3) What is the volume of contaminant that has overflowed into the nearby lake after four hours?

Thanks 4 ur help!

 

[Tide]

Define the concentration of the water in the tank as amount of contaminant divided the volume (contaminant plus water).

If R is the rate (liters per minute) at which contaminated water of concentration [itex]C_{in}[/tex] enters the tank then the concentration of water in the tank is

$$C = C_{0}e^{-Rt/V} + \left(1 - e^{-R t / V} \right) C_{in}$$

where $C_0$ is the initial concentration of the contaminant in the tank and V is the volume of the tank.

This assumes that the contaminant becomes uniformly distributed throughout the tank immediately after it enters the tank.

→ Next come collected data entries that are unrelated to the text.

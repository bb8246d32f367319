// Error types shared by the buffer, the negotiator and the coordinator.

use thiserror::Error;

use crate::clipboard::ClipboardError;

/// A paragraph-scoped range ended up off a paragraph boundary.
#[derive(Debug, Clone, PartialEq, Eq, Error)]
#[error("{kind} range {start}..{end} must start and end at a paragraph boundary")]
pub struct SpanBoundaryError {
    pub kind: &'static str,
    pub start: usize,
    pub end: usize,
}

/// Errors raised by [`crate::styled_buffer::StyledBuffer`] mutations.
#[derive(Debug, Clone, PartialEq, Eq, Error)]
pub enum EditError {
    #[error("range {start}..{end} is out of bounds for a buffer of length {len}")]
    OutOfBounds { start: usize, end: usize, len: usize },
    #[error(transparent)]
    SpanBoundary(#[from] SpanBoundaryError),
}

/// Failures of the user-facing compose operations.
#[derive(Debug, Error)]
pub enum ComposeError {
    #[error("clipboard holds nothing that can be pasted")]
    NoContent,
    #[error("nothing is selected")]
    EmptySelection,
    #[error("snippet {0} not found")]
    NotFound(i64),
    #[error(transparent)]
    Edit(#[from] EditError),
    #[error(transparent)]
    Clipboard(#[from] ClipboardError),
    #[error("conversion worker is not running")]
    WorkerUnavailable,
}

pub type Result<T> = std::result::Result<T, ComposeError>;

This may or may not be a good assumption in your particular case since you haven't identified what the contaminant is.

That should get you started!

 

[wais]

Hello, solving this integration problem may seem daunting at first, but with a little guidance, it can be broken down into smaller, manageable steps. Let's start by defining some variables and setting up the equations we will need to solve this problem.

Let's say the initial volume of contaminant in the tank is V0 and the concentration of contaminant in the tank is C0. We also know that the volume of water in the tank remains constant at 7000 litres.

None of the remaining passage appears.